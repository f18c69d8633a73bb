//! hftctl: operator CLI for hftproxy.
//!
//! Validates rule files offline and asks a running proxy for a forwarding
//! port over its control plane.

mod commands;

use clap::{Parser, Subcommand};
use std::path::PathBuf;
use tracing::error;

/// hftctl: hftproxy operator tool
#[derive(Parser)]
#[command(name = "hftctl", version, about = "Validate rule files and request ports from hftproxy")]
struct Cli {
    /// Enable verbose output
    #[arg(short, long, global = true)]
    verbose: bool,

    #[command(subcommand)]
    command: Command,
}

#[derive(Subcommand)]
enum Command {
    /// Parse a rule file and list its rules or every problem in it
    Check {
        /// Rule file path
        file: PathBuf,
    },

    /// Request a forwarding port from a running proxy
    Request {
        /// Destination IP address
        #[arg(long)]
        target_ip: String,

        /// Destination port
        #[arg(long)]
        target_port: i64,

        /// Local address outbound connections are made from (0.0.0.0 = any)
        #[arg(long, default_value = "0.0.0.0")]
        via_ip: String,

        /// Control-plane address of the proxy
        #[arg(long, default_value = "127.0.0.1:8001")]
        control: String,

        /// Seconds to wait for the response
        #[arg(long, default_value_t = 10)]
        timeout: u64,

        /// Print the raw JSON response
        #[arg(long)]
        json: bool,
    },
}

#[tokio::main]
async fn main() {
    let cli = Cli::parse();

    if cli.verbose {
        tracing_subscriber::fmt()
            .with_env_filter("hftctl=debug,hft_core=debug")
            .with_target(true)
            .init();
    } else {
        tracing_subscriber::fmt()
            .with_env_filter("hftctl=warn")
            .with_target(false)
            .init();
    }

    let result = match cli.command {
        Command::Check { file } => commands::check::run(&file),
        Command::Request {
            target_ip,
            target_port,
            via_ip,
            control,
            timeout,
            json,
        } => {
            let request = hft_core::ControlRequest::new(target_ip, target_port, via_ip);
            commands::request::run(&control, &request, timeout, json).await
        }
    };

    if let Err(e) = result {
        error!("{:#}", e);
        eprintln!("hftctl: {e:#}");
        std::process::exit(1);
    }
}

################

=== WHAT TO PRODUCE ===
Wherever the word "Check" appears in the data, return the whole line.

=== WRITTEN RESPONSE ===
    Check {
        Command::Check { file } => commands::check::run(&file),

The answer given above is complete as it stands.